The pathology of RA stems from the loss of those cellular functions which regulate the balance between cell proliferation and cell death. In that regard, the PI3K/Akt/mTOR signal transduction or “survival” pathway has recently entered the forefront of RA research. I just reviewed the development of novel SMIs for the PI3K/Akt/mTOR pathway1 in which I asserted that PI3K/Akt/mTOR drug development program for RA used paradigms from research on cancer cells.

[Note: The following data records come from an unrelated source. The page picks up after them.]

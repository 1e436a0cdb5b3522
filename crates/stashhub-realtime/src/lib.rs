//! Change-feed plumbing for StashHub.
//!
//! The sync core only depends on the [`ChangeFeed`] trait from
//! `stashhub-core`; this crate provides the process-local implementation
//! that fans row-change events out to any number of subscribers.

pub mod feed;

pub use feed::MemoryChangeFeed;

pub use stashhub_core::traits::feed::{ChangeFeed, FeedSubscription};
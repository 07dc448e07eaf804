//! Aggregate entities maintained from trips

use chrono::{DateTime, NaiveDate, Utc};
use serde::{Deserialize, Serialize};

/// Vehicle aggregate, keyed by normalized vehicle number
#[derive(Debug, Clone, PartialEq, Serialize, Deserialize)]
#[serde(rename_all = "camelCase")]
pub struct Vehicle {
    pub number: String,
    #[serde(alias = "loadCount")]
    pub trip_count: u64,
    pub last_trip: NaiveDate,
    pub created_at: DateTime<Utc>,
}

impl Vehicle {
    /// A vehicle seen for the first time on `date`
    pub fn first_seen(number: impl Into<String>, date: NaiveDate, created_at: DateTime<Utc>) -> Self {
        Self {
            number: number.into(),
            trip_count: 1,
            last_trip: date,
            created_at,
        }
    }
}

/// Trading party aggregate, keyed by normalized name
///
/// Origin and destination roles are not distinguished.
#[derive(Debug, Clone, PartialEq, Serialize, Deserialize)]
#[serde(rename_all = "camelCase")]
pub struct Party {
    pub name: String,
    #[serde(alias = "loadCount")]
    pub trip_count: u64,
    pub last_trip: NaiveDate,
    pub created_at: DateTime<Utc>,
}

impl Party {
    pub fn first_seen(name: impl Into<String>, date: NaiveDate, created_at: DateTime<Utc>) -> Self {
        Self {
            name: name.into(),
            trip_count: 1,
            last_trip: date,
            created_at,
        }
    }
}
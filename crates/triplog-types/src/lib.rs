//! Core types for trip recording

mod error;

pub use error::*;

use clap::ValueEnum;
use serde::{Deserialize, Serialize};

/// Output format for results
#[derive(Clone, Copy, Debug, Default, PartialEq, Eq, ValueEnum, Serialize, Deserialize)]
#[serde(rename_all = "lowercase")]
pub enum OutputFormat {
    #[default]
    Table,
    Json,
}

impl std::fmt::Display for OutputFormat {
    fn fmt(&self, f: &mut std::fmt::Formatter<'_>) -> std::fmt::Result {
        match self {
            OutputFormat::Table => write!(f, "table"),
            OutputFormat::Json => write!(f, "json"),
        }
    }
}
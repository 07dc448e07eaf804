//! Name Suggester - debounced party name lookup per input field
//!
//! Each field key owns at most one scheduled lookup. A keystroke aborts the
//! scheduled lookup of its field and schedules a new one after the quiet
//! period. Once the timer fires the lookup can no longer be aborted; if the
//! field has moved on by the time it returns, the result is dropped.

use std::collections::HashMap;
use std::sync::{Arc, Mutex, MutexGuard, PoisonError};
use std::time::Duration;

use tokio::sync::watch;
use tokio::task::AbortHandle;
use tracing::{debug, warn};

use triplog_domain::EntityRepository;

/// Which end of a route a field edits
#[derive(Debug, Clone, Copy, PartialEq, Eq, Hash)]
pub enum Direction {
    From,
    To,
}

/// Identifies one input field: a route pair and its end
#[derive(Debug, Clone, Copy, PartialEq, Eq, Hash)]
pub struct FieldKey {
    pub pair_id: u32,
    pub direction: Direction,
}

impl FieldKey {
    pub fn new(pair_id: u32, direction: Direction) -> Self {
        Self { pair_id, direction }
    }

    pub fn from_end(pair_id: u32) -> Self {
        Self::new(pair_id, Direction::From)
    }

    pub fn to_end(pair_id: u32) -> Self {
        Self::new(pair_id, Direction::To)
    }
}

impl std::fmt::Display for FieldKey {
    fn fmt(&self, f: &mut std::fmt::Formatter<'_>) -> std::fmt::Result {
        let end = match self.direction {
            Direction::From => "from",
            Direction::To => "to",
        };
        write!(f, "{}-{}", self.pair_id, end)
    }
}

struct FieldState {
    value: String,
    generation: u64,
    timer: Option<AbortHandle>,
    suggestions: watch::Sender<Vec<String>>,
}

impl FieldState {
    fn new() -> Self {
        let (suggestions, _) = watch::channel(Vec::new());
        Self {
            value: String::new(),
            generation: 0,
            timer: None,
            suggestions,
        }
    }

    /// Supersede whatever is scheduled or in flight
    fn supersede(&mut self) -> u64 {
        self.generation += 1;
        if let Some(timer) = self.timer.take() {
            timer.abort();
        }
        self.generation
    }
}

struct Inner<R> {
    repo: R,
    delay: Duration,
    limit: usize,
    fields: Mutex<HashMap<FieldKey, FieldState>>,
}

impl<R: EntityRepository + 'static> Inner<R> {
    fn lock(&self) -> MutexGuard<'_, HashMap<FieldKey, FieldState>> {
        self.fields.lock().unwrap_or_else(PoisonError::into_inner)
    }

    async fn lookup(self: Arc<Self>, key: FieldKey, generation: u64, prefix: String) {
        tokio::time::sleep(self.delay).await;

        {
            let mut fields = self.lock();
            match fields.get_mut(&key) {
                // From here on the lookup is in flight and runs to completion
                Some(state) if state.generation == generation => state.timer = None,
                _ => return,
            }
        }

        debug!(field = %key, prefix = %prefix, "looking up party names");
        let names: Vec<String> = match self.repo.search_parties(&prefix, self.limit).await {
            Ok(parties) => parties.into_iter().map(|p| p.name).collect(),
            Err(e) => {
                warn!(field = %key, error = %e, "party name lookup failed");
                Vec::new()
            }
        };

        let fields = self.lock();
        match fields.get(&key) {
            Some(state) if state.generation == generation => {
                state.suggestions.send_replace(names);
            }
            _ => debug!(field = %key, prefix = %prefix, "discarding stale suggestions"),
        }
    }
}

/// Debounced party name suggestions, independent per field key
///
/// Must be used from within a tokio runtime. Pending lookups are aborted
/// when the suggester is dropped.
pub struct NameSuggester<R> {
    inner: Arc<Inner<R>>,
}

impl<R: EntityRepository + 'static> NameSuggester<R> {
    pub fn new(repo: R, delay: Duration, limit: usize) -> Self {
        Self {
            inner: Arc::new(Inner {
                repo,
                delay,
                limit,
                fields: Mutex::new(HashMap::new()),
            }),
        }
    }

    /// Handle an edit of a field's text
    pub fn on_text_changed(&self, key: FieldKey, text: &str) {
        let mut fields = self.inner.lock();
        let state = fields.entry(key).or_insert_with(FieldState::new);

        let prefix = text.trim();
        if prefix == state.value.trim() {
            state.value = text.to_string();
            return;
        }
        state.value = text.to_string();
        let generation = state.supersede();

        if prefix.is_empty() {
            state.suggestions.send_replace(Vec::new());
            return;
        }

        let task = tokio::spawn(Arc::clone(&self.inner).lookup(key, generation, prefix.to_string()));
        state.timer = Some(task.abort_handle());
    }

    /// Accept a suggestion: sets the field value and clears its list without a lookup
    pub fn select(&self, key: FieldKey, name: &str) -> String {
        let mut fields = self.inner.lock();
        let state = fields.entry(key).or_insert_with(FieldState::new);
        state.supersede();
        state.value = name.to_string();
        state.suggestions.send_replace(Vec::new());
        state.value.clone()
    }

    /// Current suggestions of a field
    pub fn suggestions(&self, key: FieldKey) -> Vec<String> {
        self.inner
            .lock()
            .get(&key)
            .map(|state| state.suggestions.borrow().clone())
            .unwrap_or_default()
    }

    /// Current text of a field
    pub fn value(&self, key: FieldKey) -> Option<String> {
        self.inner.lock().get(&key).map(|state| state.value.clone())
    }

    /// Receive every replacement of a field's suggestion list
    pub fn subscribe(&self, key: FieldKey) -> watch::Receiver<Vec<String>> {
        let mut fields = self.inner.lock();
        fields
            .entry(key)
            .or_insert_with(FieldState::new)
            .suggestions
            .subscribe()
    }

    /// Drop a field (its input was removed), aborting any pending lookup
    pub fn forget(&self, key: FieldKey) {
        if let Some(mut state) = self.inner.lock().remove(&key) {
            state.supersede();
        }
    }
}

impl<R> Drop for NameSuggester<R> {
    fn drop(&mut self) {
        let mut fields = self.inner.fields.lock().unwrap_or_else(PoisonError::into_inner);
        for state in fields.values_mut() {
            if let Some(timer) = state.timer.take() {
                timer.abort();
            }
        }
    }
}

Although selective SMIs for PI3K are a target for drug development, significant advances in acknowledging that themTORC1/mTORC2 subunits are the critical regulators of cell survival has focused attention on developing mTOR inhibitors. Thus, the SMI, PP442 is a highly sensitive mTORC1/mTORC2 kinase inhibitor (IC50, 8nM). However, a few dual PI3K/mTOR inhibitors, including PI-103, GNE477, WJD008 and GSK2126458 are also in various stages of drug development. From all of the available evidence to date, there is every reason to conclude that these and perhaps other PI3K/mTOR inhibitors will eventually reach the clinic for the treatment of RA.

1Malemud CJ: The PI3K/Akt/mTOR pathway: a fruitful target for inducing cell death in rheumatoid arthritis? Future Medicinal Chemistry 2015; 7(9): 1137-1147.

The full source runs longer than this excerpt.